Share your dilemmas and get honest opinions from other Mumsnetters.

Mum will not call my son by his actual name

224 replies

Cheesybashful · 24/10/2024 04:58

There more I think about this, the more it is getting to me.

Basically, I had my second child a few months ago, and my mum keeps calling him by other names instead of the one I chose for him. I'm not sure if she is doing it in a cutesy way (I'm not sure how it's cute, but I'm trying to understand her thinking), or is she trying to undermine the name I gave him on some level?

Is this something that happens? They are not cute pet names. They are just literal different names. Such as Johnny or Ellis?

OP posts:
Runskiyoga · 24/10/2024 07:56

She's playing dollies with him instead of grandparenting - imagining she's the mum.

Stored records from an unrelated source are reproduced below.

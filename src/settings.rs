//! Pipeline settings and their YAML loader.
//!
//! `MainSettings` is read from `{root}/data/{project}/settings.yaml` and `S3Settings` from
//! `{root}/data/s3_settings.yaml`. Both are immutable once a run starts.

use serde::{Deserialize, Serialize};
use std::fmt;
use std::path::{Path, PathBuf};
use tracing::{debug, warn};

const MAIN_SETTINGS_FILE: &str = "settings.yaml";
const S3_SETTINGS_FILE: &str = "s3_settings.yaml";

/// Top-level pipeline configuration shared with the remote services.
#[derive(Debug, Clone, Default, PartialEq, Serialize, Deserialize)]
pub struct MainSettings {
    #[serde(default)]
    pub general: GeneralSettings,
    #[serde(default)]
    pub train_relevance: TrainingSettings,
    #[serde(default)]
    pub train_kpi: TrainingSettings,
    /// Sections the router does not interpret (extraction, curation, ...). They are
    /// forwarded to the services untouched.
    #[serde(flatten)]
    pub extra: serde_json::Map<String, serde_json::Value>,
}

#[derive(Debug, Clone, PartialEq, Serialize, Deserialize)]
#[serde(default)]
pub struct GeneralSettings {
    pub project_name: String,
    pub ext_ip: String,
    pub ext_port: u16,
    pub infer_ip: String,
    pub infer_port: u16,
    pub s3_usage: bool,
}

impl Default for GeneralSettings {
    fn default() -> Self {
        Self {
            project_name: String::new(),
            ext_ip: "0.0.0.0".to_string(),
            ext_port: 8000,
            infer_ip: "0.0.0.0".to_string(),
            infer_port: 8000,
            s3_usage: false,
        }
    }
}

/// Shared shape of the `train_relevance` and `train_kpi` sections.
#[derive(Debug, Clone, Default, PartialEq, Serialize, Deserialize)]
#[serde(default)]
pub struct TrainingSettings {
    /// Enable flag for this training stage.
    pub train: bool,
    pub output_model_name: String,
}

impl MainSettings {
    pub fn validate(&self) -> Result<()> {
        let general = &self.general;
        if general.project_name.trim().is_empty() {
            return Err(ConfigError::InvalidValue(
                "general.project_name must not be empty".to_string(),
            ));
        }
        for (field, host) in [("ext_ip", &general.ext_ip), ("infer_ip", &general.infer_ip)] {
            if host.trim().is_empty() {
                return Err(ConfigError::InvalidValue(format!(
                    "general.{field} must not be empty"
                )));
            }
        }
        for (field, port) in [("ext_port", general.ext_port), ("infer_port", general.infer_port)] {
            if port == 0 {
                return Err(ConfigError::InvalidValue(format!(
                    "general.{field} must be a non-zero port"
                )));
            }
        }
        for (section, training) in [
            ("train_relevance", &self.train_relevance),
            ("train_kpi", &self.train_kpi),
        ] {
            if training.train && training.output_model_name.trim().is_empty() {
                return Err(ConfigError::InvalidValue(format!(
                    "{section}.output_model_name is required when {section}.train is enabled"
                )));
            }
        }
        Ok(())
    }
}

/// Object storage credentials. The router only hands them on to the text merger.
#[derive(Clone, Default, PartialEq, Serialize, Deserialize)]
#[serde(default)]
pub struct S3Settings {
    pub prefix: String,
    pub main_bucket: S3Bucket,
    pub interim_bucket: S3Bucket,
}

#[derive(Clone, Default, PartialEq, Serialize, Deserialize)]
#[serde(default)]
pub struct S3Bucket {
    pub s3_endpoint: String,
    pub s3_access_key: String,
    pub s3_secret_key: String,
    pub s3_bucket_name: String,
}

impl fmt::Debug for S3Settings {
    fn fmt(&self, f: &mut fmt::Formatter<'_>) -> fmt::Result {
        f.debug_struct("S3Settings")
            .field("prefix", &self.prefix)
            .field("main_bucket", &self.main_bucket)
            .field("interim_bucket", &self.interim_bucket)
            .finish()
    }
}

impl fmt::Debug for S3Bucket {
    fn fmt(&self, f: &mut fmt::Formatter<'_>) -> fmt::Result {
        f.debug_struct("S3Bucket")
            .field("s3_endpoint", &self.s3_endpoint)
            .field("s3_access_key", &"<redacted>")
            .field("s3_secret_key", &"<redacted>")
            .field("s3_bucket_name", &self.s3_bucket_name)
            .finish()
    }
}

/// Locates and reads the settings files for one project.
#[derive(Debug, Clone)]
pub struct SettingsHandler {
    main_path: PathBuf,
    s3_path: PathBuf,
}

impl SettingsHandler {
    /// Default file locations below `root`.
    pub fn new(root: &Path, project_name: &str) -> Self {
        let data = root.join("data");
        Self {
            main_path: data.join(project_name).join(MAIN_SETTINGS_FILE),
            s3_path: data.join(S3_SETTINGS_FILE),
        }
    }

    pub fn with_main_path(mut self, path: impl Into<PathBuf>) -> Self {
        self.main_path = path.into();
        self
    }

    pub fn with_s3_path(mut self, path: impl Into<PathBuf>) -> Self {
        self.s3_path = path.into();
        self
    }

    pub fn main_path(&self) -> &Path {
        &self.main_path
    }

    pub fn s3_path(&self) -> &Path {
        &self.s3_path
    }

    /// Read both files. `project_name` replaces whatever the main file declares.
    pub fn read_settings(&self, project_name: &str) -> Result<(MainSettings, S3Settings)> {
        let mut main: MainSettings = read_setting_file(&self.main_path)?;
        if !main.general.project_name.is_empty() && main.general.project_name != project_name {
            warn!(
                file_project = %main.general.project_name,
                cli_project = %project_name,
                "project name in settings file differs; using the command line value"
            );
        }
        main.general.project_name = project_name.to_string();
        main.validate()?;

        let s3 = if self.s3_path.exists() {
            read_setting_file(&self.s3_path)?
        } else if main.general.s3_usage {
            return Err(ConfigError::FileNotFound(self.s3_path.clone()));
        } else {
            debug!(path = %self.s3_path.display(), "no S3 settings file, using defaults");
            S3Settings::default()
        };

        Ok((main, s3))
    }
}

fn read_setting_file<T: serde::de::DeserializeOwned>(path: &Path) -> Result<T> {
    if !path.exists() {
        return Err(ConfigError::FileNotFound(path.to_path_buf()));
    }
    let content = std::fs::read_to_string(path).map_err(ConfigError::FileRead)?;
    debug!(path = %path.display(), "loaded settings file");
    serde_yaml::from_str(&content).map_err(|source| ConfigError::ParseYaml {
        path: path.to_path_buf(),
        source,
    })
}

/// Configuration error types
#[derive(Debug, thiserror::Error)]
pub enum ConfigError {
    #[error("Settings file not found: {0}")]
    FileNotFound(PathBuf),

    #[error("Failed to read settings file: {0}")]
    FileRead(std::io::Error),

    #[error("Failed to parse YAML settings in {path}: {source}")]
    ParseYaml {
        path: PathBuf,
        source: serde_yaml::Error,
    },

    #[error("Invalid settings value: {0}")]
    InvalidValue(String),
}

pub type Result<T> = std::result::Result<T, ConfigError>;
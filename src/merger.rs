//! Consolidation of relevance outputs into the `text_3434` training artifact.

use crate::paths::ProjectPaths;
use crate::settings::S3Settings;
use crate::storage::{bucket_prefix, files_in_dir, ObjectStore};
use anyhow::{Context, Result};
use async_trait::async_trait;
use std::fs;
use std::path::{Path, PathBuf};
use tracing::{debug, info};

pub const TEXT_3434_FILE: &str = "text_3434.csv";

/// Merge step invoked between relevance inference and KPI training.
///
/// `Ok(false)` means nothing was produced. Callers treat both that and an error as
/// diagnostic only.
#[async_trait(?Send)]
pub trait TextMerger {
    async fn merge(
        &self,
        project_name: &str,
        s3_usage: bool,
        s3_settings: &S3Settings,
        paths: &ProjectPaths,
    ) -> Result<bool>;
}

#[derive(Debug, thiserror::Error)]
pub enum MergeError {
    #[error("project name must not be empty")]
    EmptyProjectName,

    #[error("S3 usage is enabled but no interim bucket is configured")]
    MissingInterimBucket,

    #[error("header of {path} does not match the first relevance file")]
    HeaderMismatch { path: PathBuf },
}

/// Concatenates the relevance CSV files under one header.
///
/// With S3 usage on, the relevance output is first fetched from the interim bucket and the
/// merged file is published back to it.
#[derive(Clone, Copy, Default)]
pub struct CsvTextMerger<'a> {
    interim_bucket: Option<&'a dyn ObjectStore>,
}

impl<'a> CsvTextMerger<'a> {
    pub fn new() -> Self {
        Self::default()
    }

    pub fn with_interim_bucket(mut self, bucket: &'a dyn ObjectStore) -> Self {
        self.interim_bucket = Some(bucket);
        self
    }
}

#[async_trait(?Send)]
impl TextMerger for CsvTextMerger<'_> {
    async fn merge(
        &self,
        project_name: &str,
        s3_usage: bool,
        s3_settings: &S3Settings,
        paths: &ProjectPaths,
    ) -> Result<bool> {
        if project_name.trim().is_empty() {
            return Err(MergeError::EmptyProjectName.into());
        }
        let bucket = if s3_usage {
            if s3_settings.interim_bucket.s3_bucket_name.trim().is_empty() {
                return Err(MergeError::MissingInterimBucket.into());
            }
            Some(self.interim_bucket.ok_or(MergeError::MissingInterimBucket)?)
        } else {
            None
        };

        let relevance = &paths.path_folder_relevance;
        if let Some(bucket) = bucket {
            let prefix = bucket_prefix(&s3_settings.prefix, paths, relevance)?;
            bucket
                .download_files_in_prefix_to_dir(&prefix, relevance)
                .await?;
        }

        let inputs = relevance_files(relevance)?;
        if inputs.is_empty() {
            info!(folder = %relevance.display(), "no relevance output to merge");
            return Ok(false);
        }

        let text_3434 = &paths.path_folder_text_3434;
        fs::create_dir_all(text_3434)
            .with_context(|| format!("failed to create {}", text_3434.display()))?;
        let output = text_3434.join(TEXT_3434_FILE);
        let rows = write_merged(&inputs, &output)?;
        info!(
            project = project_name,
            files = inputs.len(),
            rows,
            output = %output.display(),
            "merged relevance output"
        );

        if let Some(bucket) = bucket {
            let prefix = bucket_prefix(&s3_settings.prefix, paths, text_3434)?;
            bucket.upload_files_in_dir_to_prefix(text_3434, &prefix).await?;
        }
        Ok(true)
    }
}

fn relevance_files(folder: &Path) -> Result<Vec<PathBuf>> {
    let files = files_in_dir(folder)
        .with_context(|| format!("failed to read relevance folder {}", folder.display()))?;
    Ok(files
        .into_iter()
        .filter(|path| {
            path.extension()
                .map(|ext| ext.eq_ignore_ascii_case("csv"))
                .unwrap_or(false)
        })
        .collect())
}

/// Write the header of the first file and the records of all files. Returns the record count.
fn write_merged(inputs: &[PathBuf], output: &Path) -> Result<usize> {
    let mut writer = csv::Writer::from_path(output)
        .with_context(|| format!("failed to create {}", output.display()))?;
    let mut header: Option<csv::StringRecord> = None;
    let mut rows = 0usize;

    for input in inputs {
        debug!(file = %input.display(), "merging");
        let mut reader = csv::Reader::from_path(input)
            .with_context(|| format!("failed to open {}", input.display()))?;
        let headers = reader
            .headers()
            .with_context(|| format!("failed to read the header of {}", input.display()))?
            .clone();
        if headers.is_empty() {
            continue;
        }
        match &header {
            None => {
                writer.write_record(&headers)?;
                header = Some(headers);
            }
            Some(h) if h.iter().eq(headers.iter()) => {}
            Some(_) => {
                return Err(MergeError::HeaderMismatch {
                    path: input.clone(),
                }
                .into())
            }
        }
        for record in reader.records() {
            let record = record.with_context(|| format!("failed to parse {}", input.display()))?;
            writer.write_record(&record)?;
            rows += 1;
        }
    }

    writer.flush()?;
    Ok(rows)
}
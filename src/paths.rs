//! Project folder layout derived from a root folder, a project name and the settings.

use crate::settings::MainSettings;
use std::io;
use std::path::{Path, PathBuf};

/// Data-dependent folders, relative to `data/{project}`.
const DATA_FOLDERS: DataFolders<&str> = DataFolders {
    source_pdf: "input/pdfs/training",
    source_annotation: "input/annotations",
    source_mapping: "input/kpi_mapping",
    destination_pdf: "interim/pdfs",
    destination_annotation: "interim/ml/annotations",
    destination_mapping: "interim/kpi_mapping",
    destination_extraction: "interim/ml/extraction",
    destination_curation: "interim/ml/curation",
    destination_training: "interim/ml/training",
    text_3434: "interim/ml",
    relevance: "output/RELEVANCE/Text",
};

const SAVED_MODELS_RELEVANCE: &str = "RELEVANCE/Text";
const SAVED_MODELS_INFERENCE: &str = "KPI_EXTRACTION/Text";

#[derive(Debug, Clone, PartialEq, Eq)]
struct DataFolders<P> {
    source_pdf: P,
    source_annotation: P,
    source_mapping: P,
    destination_pdf: P,
    destination_annotation: P,
    destination_mapping: P,
    destination_extraction: P,
    destination_curation: P,
    destination_training: P,
    text_3434: P,
    relevance: P,
}

/// Resolved folders of one project.
#[derive(Debug, Clone, PartialEq, Eq)]
pub struct ProjectPaths {
    project_name: String,
    relevance_model_name: String,
    kpi_model_name: String,
    path_folder_root: PathBuf,
    path_folder_model: PathBuf,
    path_folder_data: PathBuf,

    pub path_folder_source_pdf: PathBuf,
    pub path_folder_source_annotation: PathBuf,
    pub path_folder_source_mapping: PathBuf,
    pub path_folder_destination_pdf: PathBuf,
    pub path_folder_destination_annotation: PathBuf,
    pub path_folder_destination_mapping: PathBuf,
    pub path_folder_destination_extraction: PathBuf,
    pub path_folder_destination_curation: PathBuf,
    pub path_folder_destination_training: PathBuf,
    pub path_folder_destination_saved_models_relevance: PathBuf,
    pub path_folder_destination_saved_models_inference: PathBuf,
    /// Output folder of the merged `text_3434` artifact.
    pub path_folder_text_3434: PathBuf,
    pub path_folder_relevance: PathBuf,
}

impl ProjectPaths {
    /// Resolve every folder and create `root/models` and `root/data`.
    pub fn new(project_name: &str, settings: &MainSettings, root: &Path) -> io::Result<Self> {
        let mut paths = Self {
            project_name: project_name.to_string(),
            relevance_model_name: settings.train_relevance.output_model_name.clone(),
            kpi_model_name: settings.train_kpi.output_model_name.clone(),
            path_folder_root: root.to_path_buf(),
            path_folder_model: PathBuf::new(),
            path_folder_data: PathBuf::new(),
            path_folder_source_pdf: PathBuf::new(),
            path_folder_source_annotation: PathBuf::new(),
            path_folder_source_mapping: PathBuf::new(),
            path_folder_destination_pdf: PathBuf::new(),
            path_folder_destination_annotation: PathBuf::new(),
            path_folder_destination_mapping: PathBuf::new(),
            path_folder_destination_extraction: PathBuf::new(),
            path_folder_destination_curation: PathBuf::new(),
            path_folder_destination_training: PathBuf::new(),
            path_folder_destination_saved_models_relevance: PathBuf::new(),
            path_folder_destination_saved_models_inference: PathBuf::new(),
            path_folder_text_3434: PathBuf::new(),
            path_folder_relevance: PathBuf::new(),
        };
        paths.set_root(root)?;
        Ok(paths)
    }

    pub fn project_name(&self) -> &str {
        &self.project_name
    }

    pub fn path_folder_root(&self) -> &Path {
        &self.path_folder_root
    }

    pub fn path_folder_model(&self) -> &Path {
        &self.path_folder_model
    }

    pub fn path_folder_data(&self) -> &Path {
        &self.path_folder_data
    }

    pub fn path_project_data_folder(&self) -> PathBuf {
        self.path_folder_data.join(&self.project_name)
    }

    pub fn path_project_model_folder(&self) -> PathBuf {
        self.path_folder_model.join(&self.project_name)
    }

    pub fn set_project_name(&mut self, project_name: &str) {
        self.project_name = project_name.to_string();
        self.update_project_paths();
    }

    /// Take the saved-model names from new settings.
    pub fn set_main_settings(&mut self, settings: &MainSettings) {
        self.relevance_model_name = settings.train_relevance.output_model_name.clone();
        self.kpi_model_name = settings.train_kpi.output_model_name.clone();
        self.update_project_paths();
    }

    /// Move the layout under a new root, creating its folders.
    pub fn set_root(&mut self, root: &Path) -> io::Result<()> {
        std::fs::create_dir_all(root)?;
        self.path_folder_root = root.canonicalize()?;
        self.path_folder_model = self.path_folder_root.join("models");
        self.path_folder_data = self.path_folder_root.join("data");
        std::fs::create_dir_all(&self.path_folder_model)?;
        std::fs::create_dir_all(&self.path_folder_data)?;
        self.update_project_paths();
        Ok(())
    }

    fn update_project_paths(&mut self) {
        let data = self.path_project_data_folder();
        let d = |rel: &str| data.join(rel);
        let folders = DataFolders {
            source_pdf: d(DATA_FOLDERS.source_pdf),
            source_annotation: d(DATA_FOLDERS.source_annotation),
            source_mapping: d(DATA_FOLDERS.source_mapping),
            destination_pdf: d(DATA_FOLDERS.destination_pdf),
            destination_annotation: d(DATA_FOLDERS.destination_annotation),
            destination_mapping: d(DATA_FOLDERS.destination_mapping),
            destination_extraction: d(DATA_FOLDERS.destination_extraction),
            destination_curation: d(DATA_FOLDERS.destination_curation),
            destination_training: d(DATA_FOLDERS.destination_training),
            text_3434: d(DATA_FOLDERS.text_3434),
            relevance: d(DATA_FOLDERS.relevance),
        };
        self.path_folder_source_pdf = folders.source_pdf;
        self.path_folder_source_annotation = folders.source_annotation;
        self.path_folder_source_mapping = folders.source_mapping;
        self.path_folder_destination_pdf = folders.destination_pdf;
        self.path_folder_destination_annotation = folders.destination_annotation;
        self.path_folder_destination_mapping = folders.destination_mapping;
        self.path_folder_destination_extraction = folders.destination_extraction;
        self.path_folder_destination_curation = folders.destination_curation;
        self.path_folder_destination_training = folders.destination_training;
        self.path_folder_text_3434 = folders.text_3434;
        self.path_folder_relevance = folders.relevance;

        let models = self.path_project_model_folder();
        self.path_folder_destination_saved_models_relevance = models
            .join(SAVED_MODELS_RELEVANCE)
            .join(&self.relevance_model_name);
        self.path_folder_destination_saved_models_inference = models
            .join(SAVED_MODELS_INFERENCE)
            .join(&self.kpi_model_name);
    }
}
//! Application-level orchestration.
//!
//! This module owns the pipeline run: address resolution, liveness gating, ordered
//! dispatch to the extraction and inference services, and the merge step in between.
//! CLI layers call into this module and only render what it reports.

mod router;

pub use router::{Router, RouterError};
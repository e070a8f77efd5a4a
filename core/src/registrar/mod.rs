//! Leasing registrar
//!
//! Issues time-limited ownership certificates for labels under a single
//! managed namespace (the base node) and mirrors every ownership change
//! into the registry.
//!
//! Each label moves through `Available -> Active -> Grace -> Available`.
//! Independently, a holder can burn an Active or Grace certificate in two
//! steps: the first `unregister` records a pending marker, the second one
//! (after the cool-down) destroys the certificate and restarts Grace.
//!
//! Destroying a certificate notifies the outgoing holder under a gas
//! ceiling. That notification is the only untrusted code the registrar
//! runs; it happens after all effects and its outcome is discarded.

mod certificate;
mod metadata;

pub use certificate::CertificateBook;
pub use metadata::{CertificateMetadata, NAME_LABEL_KEY};

use std::collections::{HashMap, HashSet};
use bytes::Bytes;
use log::{debug, info};
use serde::{Deserialize, Serialize};

use crate::accounts::{AccountDirectory, CertificateNotice, NotificationOutcome};
use crate::config::RegistrarConfig;
use crate::crypto::verify_hash;
use crate::error::{CoreError, Result};
use crate::events::RegistrarEvent;
use crate::namehash::NameHasher;
use crate::registry::Registry;
use crate::resolver::{ResolverCall, ResolverDirectory};
use crate::types::{Address, LabelHash, NodeId, Timestamp, TxContext};

/// Collaborators the registrar writes through during one transaction
pub struct Ledger<'a> {
    /// Namespace registry
    pub registry: &'a mut Registry,

    /// Installed resolvers
    pub resolvers: &'a mut ResolverDirectory,

    /// Holder hooks
    pub accounts: &'a AccountDirectory,
}

/// Lifecycle phase of a label
#[derive(Debug, Clone, Copy, PartialEq, Eq, Serialize, Deserialize)]
pub enum NameStatus {
    /// Registrable
    Available,

    /// Held and resolvable
    Active,

    /// Expired but reserved for the previous holder
    Grace,
}

/// Result of an `unregister` call
#[derive(Debug, Clone, Copy, PartialEq, Eq)]
pub enum UnregisterStep {
    /// Pending marker recorded; the burn may complete at `ready_at`
    Requested { ready_at: Timestamp },

    /// Certificate destroyed
    Burned { holder: Address },
}

/// The leasing registrar
#[derive(Debug, Clone)]
pub struct Registrar {
    /// Identity the registrar acts as in the registry
    address: Address,

    /// Administrator
    owner: Address,

    /// Label derivation, shared with the registry
    hasher: NameHasher,

    /// Managed namespace label, e.g. "id"
    base_name: String,

    /// Identifier of the managed namespace
    base_node: NodeId,

    /// Identities allowed to register and renew
    controllers: HashSet<Address>,

    /// Issued certificates
    book: CertificateBook,

    /// label -> expiry; absent means never registered
    expiries: HashMap<LabelHash, Timestamp>,

    /// label -> time of the first unregister call
    pending_unregister: HashMap<LabelHash, Timestamp>,

    /// Seconds a label stays reserved after expiry
    grace_period: u64,

    /// Seconds between the two unregister calls
    unregister_cooldown: u64,

    /// Gas ceiling for burn notifications and controlling-owner queries
    max_burn_gas: u64,

    /// Identity allowed to write arbitrary metadata
    descriptor_setter: Address,

    /// Certificate metadata
    metadata: CertificateMetadata,

    /// Raised and not yet collected events
    events: Vec<RegistrarEvent>,
}
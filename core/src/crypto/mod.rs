//! Cryptographic primitives for Leased Names
//!
//! This module provides the hash functions name identifiers, label hashes
//! and commitments are derived from.

mod hasher;

pub use hasher::{Blake2sHasher, HashAlgorithm, KeccakHasher, SecureHasher, Sha256Hasher};

use constant_time_eq::constant_time_eq;

/// Plain digest of `data` with the given algorithm
pub fn digest(algorithm: HashAlgorithm, data: &[u8]) -> [u8; 32] {
    let mut hasher = algorithm.hasher();
    hasher.update(data);
    hasher.finalize()
}

/// Plain digest of the concatenation of `parts`
pub fn digest_concat(algorithm: HashAlgorithm, parts: &[&[u8]]) -> [u8; 32] {
    let mut hasher = algorithm.hasher();
    for part in parts {
        hasher.update(part);
    }
    hasher.finalize()
}

/// Create a domain-separated secure hash of multiple inputs
///
/// # Arguments
///
/// * `algorithm` - Hash function to use
/// * `domain` - Domain prefix (e.g., "LEASEDNAMES_COMMITMENT")
/// * `data` - Elements to hash, each length-prefixed
///
/// # Returns
///
/// A 32-byte secure hash with domain separation
pub fn secure_hash_multiple(algorithm: HashAlgorithm, domain: &str, data: &[&[u8]]) -> [u8; 32] {
    algorithm.hasher().hash_multiple_with_domain(domain, data)
}

/// Verify a hash in constant time to prevent timing attacks
pub fn verify_hash(expected: &[u8; 32], actual: &[u8; 32]) -> bool {
    constant_time_eq(expected, actual)
}

#[cfg(test)]
mod tests {
    use super::*;

    #[test]
    fn test_digest_concat_matches_digest() {
        let joined = digest(HashAlgorithm::Keccak256, b"helloworld");
        let parts = digest_concat(HashAlgorithm::Keccak256, &[b"hello", b"world"]);
        assert_eq!(joined, parts);
    }

    #[test]
    fn test_secure_hash_multiple() {
        let data1 = b"data1";
        let data2 = b"data2";

        let hash = secure_hash_multiple(HashAlgorithm::Keccak256, "TEST", &[data1, data2]);
        assert_eq!(hash, secure_hash_multiple(HashAlgorithm::Keccak256, "TEST", &[data1, data2]));
        assert_ne!(hash, secure_hash_multiple(HashAlgorithm::Keccak256, "OTHER", &[data1, data2]));

        // Concatenation should not collide with the element list
        let concatenated = digest_concat(HashAlgorithm::Keccak256, &[data1, data2]);
        assert_ne!(hash, concatenated);
    }

    #[test]
    fn test_verify_hash() {
        let hash = digest(HashAlgorithm::Keccak256, b"test data");
        assert!(verify_hash(&hash, &hash));

        let different_hash = digest(HashAlgorithm::Keccak256, b"different data");
        assert!(!verify_hash(&hash, &different_hash));
    }
}
//! Secure hasher implementations
//!
//! This module provides a trait for the hash functions the naming scheme
//! can be built on, and concrete implementations using Keccak-256,
//! SHA-256 and Blake2s.

use blake2::Blake2s256;
use serde::{Deserialize, Serialize};
use sha2::{Digest, Sha256};
use sha3::Keccak256;
use std::fmt::Debug;

/// Hash algorithm backing name identifiers and commitments
#[derive(Debug, Clone, Copy, PartialEq, Eq, Hash, Serialize, Deserialize)]
pub enum HashAlgorithm {
    /// Keccak-256
    Keccak256,

    /// SHA-256
    Sha256,

    /// Blake2s
    Blake2s,
}

impl Default for HashAlgorithm {
    fn default() -> Self {
        HashAlgorithm::Keccak256
    }
}

impl HashAlgorithm {
    /// Create a fresh hasher for this algorithm
    pub fn hasher(&self) -> Box<dyn SecureHasher> {
        match self {
            HashAlgorithm::Keccak256 => Box::new(KeccakHasher::new()),
            HashAlgorithm::Sha256 => Box::new(Sha256Hasher::new()),
            HashAlgorithm::Blake2s => Box::new(Blake2sHasher::new()),
        }
    }
}

/// SecureHasher trait for incremental and domain-separated hashing
pub trait SecureHasher: Debug + Send + Sync + 'static {
    /// Update the hasher with new data
    fn update(&mut self, data: &[u8]);

    /// Finalize the hash, returning the digest and resetting the hasher
    fn finalize(&mut self) -> [u8; 32];

    /// Hash data with domain separation
    fn hash_with_domain(&mut self, domain: &str, data: &[u8]) -> [u8; 32] {
        self.update(domain.as_bytes());
        self.update(&[domain.len() as u8]);
        self.update(data);
        self.finalize()
    }

    /// Hash multiple data elements with domain separation
    ///
    /// Each element is length-prefixed so that no two distinct element
    /// lists share an encoding.
    fn hash_multiple_with_domain(&mut self, domain: &str, data: &[&[u8]]) -> [u8; 32] {
        self.update(domain.as_bytes());
        self.update(&[domain.len() as u8]);
        self.update(&[data.len() as u8]);

        for element in data {
            self.update(&(element.len() as u32).to_be_bytes());
            self.update(element);
        }

        self.finalize()
    }
}

macro_rules! digest_hasher {
    ($(#[$doc:meta])* $name:ident, $inner:ty) => {
        $(#[$doc])*
        #[derive(Debug, Clone, Default)]
        pub struct $name {
            inner: $inner,
        }

        impl $name {
            /// Create a new hasher
            pub fn new() -> Self {
                $name { inner: <$inner>::new() }
            }
        }

        impl SecureHasher for $name {
            fn update(&mut self, data: &[u8]) {
                Digest::update(&mut self.inner, data);
            }

            fn finalize(&mut self) -> [u8; 32] {
                let result = self.inner.finalize_reset();
                let mut output = [0u8; 32];
                output.copy_from_slice(&result);
                output
            }
        }
    };
}

digest_hasher!(
    /// Keccak-256 implementation of SecureHasher
    KeccakHasher,
    Keccak256
);

digest_hasher!(
    /// SHA-256 implementation of SecureHasher
    Sha256Hasher,
    Sha256
);

digest_hasher!(
    /// Blake2s implementation of SecureHasher
    Blake2sHasher,
    Blake2s256
);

Couldyounot · 24/10/2024 08:01

That would grate very hard indeed with me. Liking the idea of calling her by some other name of your choosing.

"Why do you keep calling me Famagusta Mingemaster? I am your Mum"
"I prefer it 😘"

Hekett · 24/10/2024 08:01

So weird!!

Does just call her doctor/the postman whatever she feels like too?!

Bizarre and I’d be asking her that!

Ponoka7 · 24/10/2024 08:02

What are the names? It was common in the 80's to use, flossy, missy, dolly etc (I had girls). But you say they aren't NN, so as he gets bigger it's just going to get strange. I'd point out that while he's learning, it's confusing for both, him and you.

ElfAndSafetyBored · 24/10/2024 08:09

My MIL did similar as she wasn’t keen on our son’s name. And it was from my family side, not theirs. She called him by his initials for a quite while. It really annoyed me but we gently stopped her eventually, can’t remember how. Repetition and never using the initials ourselves, I think.

Using completely different names is bat shit though.

Be firm but kind in the face of her rudeness if you can. Absolutely everyone who counts will think she’s crazy.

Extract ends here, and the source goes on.